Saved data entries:
|---|
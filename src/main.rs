//! Decode captured Matter response payloads against the builtin schemas.
//!
//! Usage:
//!   cargo run -- command --cluster 0x003E --command 0x03 <hex payload>
//!   cargo run -- attribute --cluster 0x003E --attribute 0x0004 <hex payload>
//!   cargo run -- schemas

use clap::{Parser, Subcommand};
use log::{error, info};
use matter_cluster_client::clusters::{
    SchemaTable, general_commissioning, network_commissioning, operational_credentials,
};
use matter_cluster_client::config::{Config, load_dotenv};
use matter_cluster_client::dispatch::{decode_list_attribute, decode_response};
use matter_cluster_client::{ClientError, CommandOutcome, Result};
use serde_json::{Value, json};

#[derive(Parser)]
#[command(name = "matter-response-decode")]
#[command(about = "Decode Matter cluster response payloads into JSON")]
struct Cli {
    /// Pretty-print the JSON output
    #[arg(long, global = true)]
    pretty: bool,

    #[command(subcommand)]
    command: Commands,
}

#[derive(Subcommand)]
enum Commands {
    /// Decode a cluster-specific response command
    Command {
        /// Cluster ID (decimal or 0x-prefixed hex)
        #[arg(long, value_parser = parse_id)]
        cluster: u32,

        /// Response command ID
        #[arg(long, value_parser = parse_id)]
        command: u32,

        /// Hex-encoded TLV payload
        payload: String,
    },
    /// Decode a list attribute report
    Attribute {
        /// Cluster ID (decimal or 0x-prefixed hex)
        #[arg(long, value_parser = parse_id)]
        cluster: u32,

        /// Attribute ID
        #[arg(long, value_parser = parse_id)]
        attribute: u32,

        /// Hex-encoded TLV payload
        payload: String,
    },
    /// List the builtin response and attribute schemas
    Schemas,
}

fn parse_id(s: &str) -> std::result::Result<u32, String> {
    let parsed = match s.strip_prefix("0x").or_else(|| s.strip_prefix("0X")) {
        Some(hex) => u32::from_str_radix(hex, 16),
        None => s.parse(),
    };
    parsed.map_err(|e| format!("invalid id '{}': {}", s, e))
}

fn init_logger(filter: &str) {
    env_logger::Builder::from_env(env_logger::Env::default().default_filter_or(filter))
        .format_timestamp_millis()
        .init();
}

fn decode_hex(payload: &str) -> Result<Vec<u8>> {
    let cleaned: String = payload.chars().filter(|c| !c.is_whitespace()).collect();
    hex::decode(&cleaned).map_err(|e| ClientError::Config(format!("invalid hex payload: {}", e)))
}

fn decode_command(schemas: &SchemaTable, cluster_id: u32, command_id: u32, payload: &[u8]) -> Result<Value> {
    let schema = schemas
        .command(cluster_id, command_id)
        .ok_or(ClientError::UnknownCommand {
            cluster_id,
            command_id,
        })?;
    info!("Decoding {} ({} bytes)", schema.name, payload.len());

    let output = match decode_response(schema, payload)? {
        CommandOutcome::Success(fields) => json!({
            "response": schema.name,
            "outcome": "success",
            "fields": fields.to_json(),
        }),
        CommandOutcome::Status(failure) => json!({
            "response": schema.name,
            "outcome": "failure",
            "status": failure.status.value,
            "statusName": failure.status.legacy_status().map(|s| s.to_string()),
            "debugText": failure.debug_text,
        }),
        CommandOutcome::Transport(failure) => json!({
            "response": schema.name,
            "outcome": "transport",
            "error": failure.to_string(),
        }),
    };
    Ok(output)
}

fn decode_attribute(schemas: &SchemaTable, cluster_id: u32, attribute_id: u32, payload: &[u8]) -> Result<Value> {
    let schema = schemas
        .attribute(cluster_id, attribute_id)
        .ok_or(ClientError::UnknownAttribute {
            cluster_id,
            attribute_id,
        })?;
    info!("Decoding {} ({} bytes)", schema.name, payload.len());

    let list = decode_list_attribute(schema, payload)?;
    Ok(json!({
        "attribute": schema.name,
        "count": list.count,
        "entries": list.iter().map(|entry| entry.to_json()).collect::<Vec<_>>(),
    }))
}

fn list_schemas(schemas: &SchemaTable) -> Value {
    let clusters = [
        (
            "GeneralCommissioning",
            general_commissioning::CLUSTER_ID,
            general_commissioning::RESPONSES,
            general_commissioning::LIST_ATTRIBUTES,
        ),
        (
            "NetworkCommissioning",
            network_commissioning::CLUSTER_ID,
            network_commissioning::RESPONSES,
            network_commissioning::LIST_ATTRIBUTES,
        ),
        (
            "OperationalCredentials",
            operational_credentials::CLUSTER_ID,
            operational_credentials::RESPONSES,
            operational_credentials::LIST_ATTRIBUTES,
        ),
    ];

    let entries: Vec<Value> = clusters
        .iter()
        .map(|(name, cluster_id, responses, attributes)| {
            let commands: Vec<Value> = responses
                .iter()
                .filter(|(command_id, _)| schemas.command(*cluster_id, *command_id).is_some())
                .map(|(command_id, schema)| {
                    json!({
                        "id": format!("0x{:02X}", command_id),
                        "name": schema.name,
                        "fields": schema.fields.iter().map(|f| f.name).collect::<Vec<_>>(),
                    })
                })
                .collect();
            let lists: Vec<Value> = attributes
                .iter()
                .map(|(attribute_id, schema)| {
                    json!({"id": format!("0x{:04X}", attribute_id), "name": schema.name})
                })
                .collect();
            json!({
                "cluster": name,
                "id": format!("0x{:04X}", cluster_id),
                "responses": commands,
                "listAttributes": lists,
            })
        })
        .collect();
    Value::Array(entries)
}

fn run(cli: Cli) -> Result<()> {
    let schemas = SchemaTable::builtin();
    let output = match cli.command {
        Commands::Command {
            cluster,
            command,
            payload,
        } => decode_command(&schemas, cluster, command, &decode_hex(&payload)?)?,
        Commands::Attribute {
            cluster,
            attribute,
            payload,
        } => decode_attribute(&schemas, cluster, attribute, &decode_hex(&payload)?)?,
        Commands::Schemas => list_schemas(&schemas),
    };

    let rendered = if cli.pretty {
        serde_json::to_string_pretty(&output)?
    } else {
        serde_json::to_string(&output)?
    };
    println!("{}", rendered);
    Ok(())
}

fn main() {
    load_dotenv();
    let config = match Config::load_or_default() {
        Ok(config) => config,
        Err(e) => {
            eprintln!("Invalid configuration: {}", e);
            std::process::exit(1);
        }
    };
    init_logger(&config.logging.filter);

    let cli = Cli::parse();
    if let Err(e) = run(cli) {
        error!("{}", e);
        std::process::exit(1);
    }
}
|---|
Problem:
Reproduce all the records shown above, unchanged.

Exercise answer:
filename src/main.rs
//! Decode captured Matter response payloads against the builtin schemas.
//!
//! Usage:
//!   cargo run -- command --cluster 0x003E --command 0x03 <hex payload>
//!   cargo run -- attribute --cluster 0x003E --attribute 0x0004 <hex payload>
//!   cargo run -- schemas

use clap::{Parser, Subcommand};
use log::{error, info};
use matter_cluster_client::clusters::{
    SchemaTable, general_commissioning, network_commissioning, operational_credentials,
};
use matter_cluster_client::config::{Config, load_dotenv};
use matter_cluster_client::dispatch::{decode_list_attribute, decode_response};
use matter_cluster_client::{ClientError, CommandOutcome, Result};
use serde_json::{Value, json};

#[derive(Parser)]
#[command(name = "matter-response-decode")]
#[command(about = "Decode Matter cluster response payloads into JSON")]
struct Cli {
    /// Pretty-print the JSON output
    #[arg(long, global = true)]
    pretty: bool,

    #[command(subcommand)]
    command: Commands,
}

#[derive(Subcommand)]
enum Commands {
    /// Decode a cluster-specific response command
    Command {
        /// Cluster ID (decimal or 0x-prefixed hex)
        #[arg(long, value_parser = parse_id)]
        cluster: u32,

        /// Response command ID
        #[arg(long, value_parser = parse_id)]
        command: u32,

        /// Hex-encoded TLV payload
        payload: String,
    },
    /// Decode a list attribute report
    Attribute {
        /// Cluster ID (decimal or 0x-prefixed hex)
        #[arg(long, value_parser = parse_id)]
        cluster: u32,

        /// Attribute ID
        #[arg(long, value_parser = parse_id)]
        attribute: u32,

        /// Hex-encoded TLV payload
        payload: String,
    },
    /// List the builtin response and attribute schemas
    Schemas,
}

fn parse_id(s: &str) -> std::result::Result<u32, String> {
    let parsed = match s.strip_prefix("0x").or_else(|| s.strip_prefix("0X")) {
        Some(hex) => u32::from_str_radix(hex, 16),
        None => s.parse(),
    };
    parsed.map_err(|e| format!("invalid id '{}': {}", s, e))
}

fn init_logger(filter: &str) {
    env_logger::Builder::from_env(env_logger::Env::default().default_filter_or(filter))
        .format_timestamp_millis()
        .init();
}

fn decode_hex(payload: &str) -> Result<Vec<u8>> {
    let cleaned: String = payload.chars().filter(|c| !c.is_whitespace()).collect();
    hex::decode(&cleaned).map_err(|e| ClientError::Config(format!("invalid hex payload: {}", e)))
}

fn decode_command(schemas: &SchemaTable, cluster_id: u32, command_id: u32, payload: &[u8]) -> Result<Value> {
    let schema = schemas
        .command(cluster_id, command_id)
        .ok_or(ClientError::UnknownCommand {
            cluster_id,
            command_id,
        })?;
    info!("Decoding {} ({} bytes)", schema.name, payload.len());

    let output = match decode_response(schema, payload)? {
        CommandOutcome::Success(fields) => json!({
            "response": schema.name,
            "outcome": "success",
            "fields": fields.to_json(),
        }),
        CommandOutcome::Status(failure) => json!({
            "response": schema.name,
            "outcome": "failure",
            "status": failure.status.value,
            "statusName": failure.status.legacy_status().map(|s| s.to_string()),
            "debugText": failure.debug_text,
        }),
        CommandOutcome::Transport(failure) => json!({
            "response": schema.name,
            "outcome": "transport",
            "error": failure.to_string(),
        }),
    };
    Ok(output)
}

fn decode_attribute(schemas: &SchemaTable, cluster_id: u32, attribute_id: u32, payload: &[u8]) -> Result<Value> {
    let schema = schemas
        .attribute(cluster_id, attribute_id)
        .ok_or(ClientError::UnknownAttribute {
            cluster_id,
            attribute_id,
        })?;
    info!("Decoding {} ({} bytes)", schema.name, payload.len());

    let list = decode_list_attribute(schema, payload)?;
    Ok(json!({
        "attribute": schema.name,
        "count": list.count,
        "entries": list.iter().map(|entry| entry.to_json()).collect::<Vec<_>>(),
    }))
}

fn list_schemas(schemas: &SchemaTable) -> Value {
    let clusters = [
        (
            "GeneralCommissioning",
            general_commissioning::CLUSTER_ID,
            general_commissioning::RESPONSES,
            general_commissioning::LIST_ATTRIBUTES,
        ),
        (
            "NetworkCommissioning",
            network_commissioning::CLUSTER_ID,
            network_commissioning::RESPONSES,
            network_commissioning::LIST_ATTRIBUTES,
        ),
        (
            "OperationalCredentials",
            operational_credentials::CLUSTER_ID,
            operational_credentials::RESPONSES,
            operational_credentials::LIST_ATTRIBUTES,
        ),
    ];

    let entries: Vec<Value> = clusters
        .iter()
        .map(|(name, cluster_id, responses, attributes)| {
            let commands: Vec<Value> = responses
                .iter()
                .filter(|(command_id, _)| schemas.command(*cluster_id, *command_id).is_some())
                .map(|(command_id, schema)| {
                    json!({
                        "id": format!("0x{:02X}", command_id),
                        "name": schema.name,
                        "fields": schema.fields.iter().map(|f| f.name).collect::<Vec<_>>(),
                    })
                })
                .collect();
            let lists: Vec<Value> = attributes
                .iter()
                .map(|(attribute_id, schema)| {
                    json!({"id": format!("0x{:04X}", attribute_id), "name": schema.name})
                })
                .collect();
            json!({
                "cluster": name,
                "id": format!("0x{:04X}", cluster_id),
                "responses": commands,
                "listAttributes": lists,
            })
        })
        .collect();
    Value::Array(entries)
}

fn run(cli: Cli) -> Result<()> {
    let schemas = SchemaTable::builtin();
    let output = match cli.command {
        Commands::Command {
            cluster,
            command,
            payload,
        } => decode_command(&schemas, cluster, command, &decode_hex(&payload)?)?,
        Commands::Attribute {
            cluster,
            attribute,
            payload,
        } => decode_attribute(&schemas, cluster, attribute, &decode_hex(&payload)?)?,
        Commands::Schemas => list_schemas(&schemas),
    };

    let rendered = if cli.pretty {
        serde_json::to_string_pretty(&output)?
    } else {
        serde_json::to_string(&output)?
    };
    println!("{}", rendered);
    Ok(())
}

fn main() {
    load_dotenv();
    let config = match Config::load_or_default() {
        Ok(config) => config,
        Err(e) => {
            eprintln!("Invalid configuration: {}", e);
            std::process::exit(1);
        }
    };
    init_logger(&config.logging.filter);

    let cli = Cli::parse();
    if let Err(e) = run(cli) {
        error!("{}", e);
        std::process::exit(1);
    }
}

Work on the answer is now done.